# [Task requirements]
Copy out all the lines of the data that hold the word "named".

# [Extracted records]
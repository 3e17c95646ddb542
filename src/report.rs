use crate::{
    analysis::{
        ExerciseRecord, HistorySummary, best_worst, compute_summary, distinct_exercise_names,
        time_series,
    },
    model::Workout,
};
use maud::{DOCTYPE, Markup, html};
use plotters::prelude::*;
use std::path::Path;

trait FormatVolume {
    fn fmt_vol(self) -> String;
}

impl FormatVolume for f64 {
    fn fmt_vol(self) -> String {
        format!("{:.1}", self)
    }
}

/// Write an HTML progress report to `path` with a volume chart next to it.
///
/// The chart is saved as a PNG with the same file stem. If the chart cannot be
/// drawn the report is still written, with a placeholder in its place.
pub fn export_html_report<P: AsRef<Path>>(path: P, history: &[Workout]) -> std::io::Result<()> {
    let path = path.as_ref();
    let chart_path = path.with_extension("png");
    let chart_file = match generate_volume_chart(history, &chart_path) {
        Ok(_) => chart_path
            .file_name()
            .unwrap_or_else(|| std::ffi::OsStr::new("")),
        Err(e) => {
            log::error!("Failed to generate chart: {}", e);
            std::ffi::OsStr::new("")
        }
    };
    let summary = compute_summary(history);
    let records = best_worst(history);
    let markup = build_html(&summary, &records, chart_file);
    std::fs::write(path, markup.into_string())?;
    log::info!("Wrote progress report to {}", path.display());
    Ok(())
}

/// One line per exercise, x = occurrence index, y = session volume.
fn generate_volume_chart(
    history: &[Workout],
    path: &Path,
) -> Result<(), Box<dyn std::error::Error>> {
    let root = BitMapBackend::new(path, (800, 400)).into_drawing_area();
    root.fill(&WHITE)?;

    let names = distinct_exercise_names(history);
    let series: Vec<(String, Vec<(usize, f64)>)> = names
        .into_iter()
        .map(|name| {
            let points: Vec<(usize, f64)> = time_series(history, &name)
                .iter()
                .enumerate()
                .map(|(i, p)| (i, p.volume))
                .collect();
            (name, points)
        })
        .collect();

    let max_len = series.iter().map(|(_, p)| p.len()).max().unwrap_or(0);
    if max_len == 0 {
        root.present()?;
        return Ok(());
    }
    let max_vol = series
        .iter()
        .flat_map(|(_, p)| p.iter().map(|(_, v)| *v))
        .fold(0.0_f64, f64::max)
        .max(1.0);

    let mut chart = ChartBuilder::on(&root)
        .caption("Volume per Session", ("sans-serif", 25))
        .margin(5)
        .x_label_area_size(30)
        .y_label_area_size(50)
        .build_cartesian_2d(0..max_len.max(2) - 1, 0f64..max_vol * 1.05)?;
    chart
        .configure_mesh()
        .disable_mesh()
        .x_desc("Session")
        .y_desc("Volume")
        .draw()?;
    for (idx, (name, points)) in series.iter().enumerate() {
        let color = Palette99::pick(idx).to_rgba();
        chart
            .draw_series(LineSeries::new(points.iter().copied(), color))?
            .label(name.as_str())
            .legend(move |(x, y)| PathElement::new(vec![(x, y), (x + 20, y)], color));
    }
    chart
        .configure_series_labels()
        .background_style(WHITE.mix(0.8))
        .border_style(BLACK)
        .draw()?;
    root.present()?;
    Ok(())
}

fn build_html(
    summary: &HistorySummary,
    records: &[ExerciseRecord],
    chart_file: &std::ffi::OsStr,
) -> Markup {
    html! {
        (DOCTYPE)
        html {
            head { meta charset="utf-8"; title { "Workout Progress" } }
            body {
                h1 { "Summary" }
                table border="1" {
                    tr { th { "Total Workouts" } td { (summary.total_workouts) } }
                    tr { th { "Exercises Logged" } td { (summary.total_exercises) } }
                    tr { th { "Total Volume" } td { (summary.total_volume.fmt_vol()) } }
                    tr { th { "Most Common Exercise" } td { (summary.most_common_exercise.clone().unwrap_or_default()) } }
                }
                h1 { "Best & Worst" }
                table border="1" {
                    tr { th { "Exercise" } th { "Best" } th { "Best Date" } th { "Worst" } th { "Worst Date" } }
                    @for rec in records {
                        tr {
                            td { (rec.name) }
                            td { (rec.best.volume.fmt_vol()) }
                            td { (rec.best.date) }
                            td { (rec.worst.volume.fmt_vol()) }
                            td { (rec.worst.date) }
                        }
                    }
                }
                h1 { "Volume" }
                @if chart_file.is_empty() {
                    p { "Chart unavailable" }
                } @else {
                    img src=(chart_file.to_string_lossy());
                }
            }
        }
    }
}
//! Spreadsheet container for the workout table.

use crate::error::{Error, Result};
use crate::model::Workout;
use crate::tabular::{self, Decoded};
use calamine::{Data, Reader, open_workbook_auto_from_rs};
use rust_xlsxwriter::{Format, Workbook};
use std::io::Cursor;
use std::path::Path;

pub const EXPORT_FILE_NAME: &str = "Workout_History.xlsx";
pub const SHEET_NAME: &str = "Workout Log";

/// Render the history as an xlsx document, one row per exercise.
pub fn write_workbook(history: &[Workout]) -> Result<Vec<u8>> {
    let rows = tabular::encode(history);
    let mut workbook = Workbook::new();
    let header = Format::new().set_bold();
    let sheet = workbook.add_worksheet();
    sheet.set_name(SHEET_NAME)?;
    for (r, row) in rows.iter().enumerate() {
        for (c, cell) in row.iter().enumerate() {
            if r == 0 {
                sheet.write_string_with_format(r as u32, c as u16, cell, &header)?;
            } else {
                sheet.write_string(r as u32, c as u16, cell)?;
            }
        }
    }
    let bytes = workbook.save_to_buffer()?;
    log::info!("Encoded {} rows into {}", rows.len() - 1, SHEET_NAME);
    Ok(bytes)
}

/// Write the history to an xlsx file at `path`.
pub fn save_workbook<P: AsRef<Path>>(path: P, history: &[Workout]) -> Result<()> {
    let bytes = write_workbook(history)?;
    if let Some(parent) = path.as_ref().parent() {
        if !parent.as_os_str().is_empty() {
            std::fs::create_dir_all(parent)?;
        }
    }
    std::fs::write(path, bytes)?;
    Ok(())
}

/// Text shown for a cell, the way a spreadsheet would display it.
fn cell_text(cell: &Data) -> String {
    match cell {
        Data::Empty => String::new(),
        Data::String(s) => s.clone(),
        Data::Float(f) if f.fract() == 0.0 && f.abs() < 1e15 => format!("{}", *f as i64),
        Data::Float(f) => f.to_string(),
        Data::Int(i) => i.to_string(),
        Data::Bool(b) => b.to_string(),
        other => other.to_string(),
    }
}

/// Read the first sheet of a workbook into rows of display text.
pub fn read_rows(bytes: &[u8]) -> Result<Vec<Vec<String>>> {
    let mut workbook = open_workbook_auto_from_rs(Cursor::new(bytes))?;
    let range = workbook
        .worksheet_range_at(0)
        .ok_or_else(|| Error::Workbook("workbook has no sheets".into()))??;
    // The range starts at the first used cell, not at A1.
    let (row_offset, col_offset) = range.start().unwrap_or((0, 0));
    let mut rows: Vec<Vec<String>> = vec![Vec::new(); row_offset as usize];
    for row in range.rows() {
        let mut cells = vec![String::new(); col_offset as usize];
        cells.extend(row.iter().map(cell_text));
        rows.push(cells);
    }
    Ok(rows)
}

/// Decode the workouts stored in the first sheet of an xlsx, xls or ods file.
pub fn read_workbook(bytes: &[u8]) -> Result<Decoded> {
    let rows = read_rows(bytes)?;
    let decoded = tabular::decode(&rows);
    log::info!(
        "Decoded {} workouts from {} rows",
        decoded.history.len(),
        rows.len().saturating_sub(1)
    );
    Ok(decoded)
}

pub fn load_workbook<P: AsRef<Path>>(path: P) -> Result<Decoded> {
    let bytes = std::fs::read(path)?;
    read_workbook(&bytes)
}

#[cfg(test)]
mod tests {
    use super::*;
    use crate::model::{Exercise, SetEntry};

    fn history() -> Vec<Workout> {
        vec![
            Workout {
                date: "2024-01-01".into(),
                condition: "good".into(),
                workout_type: "Push".into(),
                exercises: vec![
                    Exercise {
                        name: "Bench".into(),
                        sets: vec![
                            SetEntry::new("60", "10"),
                            SetEntry::new("65", "8"),
                            SetEntry::new("70", "6").with_comment("grind"),
                        ],
                    },
                    Exercise::named("Dip"),
                ],
                overall_comment: "felt strong".into(),
            },
            Workout {
                date: "2024-01-03".into(),
                exercises: vec![Exercise::named("Squat")],
                ..Default::default()
            },
        ]
    }

    #[test]
    fn workbook_contains_header_and_rows() {
        let bytes = write_workbook(&history()).unwrap();
        let rows = read_rows(&bytes).unwrap();
        assert_eq!(rows[0], tabular::HEADER);
        assert_eq!(rows.len(), 4);
        assert_eq!(rows[1][4], "60x10");
        assert_eq!(rows[1][9], "grind");
        assert_eq!(rows[2][3], "Dip");
        assert_eq!(rows[3][0], "2024-01-03");
    }

    #[test]
    fn workbook_roundtrip_splits_exercises() {
        let bytes = write_workbook(&history()).unwrap();
        let decoded = read_workbook(&bytes).unwrap();
        assert!(decoded.issues.is_empty());
        assert_eq!(decoded.history.len(), 3);
        assert_eq!(decoded.history[0].exercises[0].sets[2].weight, "70");
        assert_eq!(decoded.history[1].exercises[0].name, "Dip");
        assert_eq!(decoded.history[1].overall_comment, "felt strong");
        assert_eq!(decoded.history[2].exercises[0].sets[0], SetEntry::default());
    }

    #[test]
    fn numeric_cells_read_as_plain_text() {
        assert_eq!(cell_text(&Data::Float(60.0)), "60");
        assert_eq!(cell_text(&Data::Float(62.5)), "62.5");
        assert_eq!(cell_text(&Data::Int(8)), "8");
        assert_eq!(cell_text(&Data::Empty), "");
    }

    #[test]
    fn only_first_sheet_is_imported() {
        let mut workbook = Workbook::new();
        let log = workbook.add_worksheet();
        for (c, name) in tabular::HEADER.iter().enumerate() {
            log.write_string(0, c as u16, *name).unwrap();
        }
        log.write_string(1, 0, "2024-02-01").unwrap();
        log.write_string(1, 3, "Bench").unwrap();
        log.write_string(1, 4, "60x10").unwrap();

        let notes = workbook.add_worksheet();
        for r in 0..3 {
            notes.write_string(r, 0, "2024-03-01").unwrap();
            notes.write_string(r, 3, "Deadlift").unwrap();
            notes.write_string(r, 4, "140x5").unwrap();
        }
        let bytes = workbook.save_to_buffer().unwrap();

        let decoded = read_workbook(&bytes).unwrap();
        assert_eq!(decoded.history.len(), 1);
        assert_eq!(decoded.history[0].date, "2024-02-01");
        assert_eq!(decoded.history[0].exercises[0].name, "Bench");
    }

    #[test]
    fn garbage_bytes_are_an_error() {
        assert!(read_workbook(b"definitely not a spreadsheet").is_err());
    }

    #[test]
    fn save_and_load_file() {
        let dir = tempfile::tempdir().unwrap();
        let path = dir.path().join(EXPORT_FILE_NAME);
        save_workbook(&path, &history()).unwrap();
        let decoded = load_workbook(&path).unwrap();
        assert_eq!(decoded.history.len(), 3);
    }
}
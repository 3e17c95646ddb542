//! Core of the gym tracker: workout records, the persisted session history,
//! volume analytics and the spreadsheet import/export format.
//!
//! The desktop front-end in `main.rs` only talks to the history through
//! [`storage::HistoryStore`] and derives everything else with the pure
//! functions in [`analysis`] and [`tabular`].

pub mod analysis;
pub mod config;
pub mod error;
pub mod export;
pub mod model;
pub mod plotting;
pub mod report;
pub mod session;
pub mod storage;
pub mod tabular;
pub mod xlsx;

pub use error::{Error, Result};
pub use model::{Exercise, SetEntry, SetField, Workout, WorkoutField};
pub use storage::{FileStore, HistoryStore, MemoryStore, Persistence};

# [Solution]
                    Exercise::named("Dip"),
                exercises: vec![Exercise::named("Squat")],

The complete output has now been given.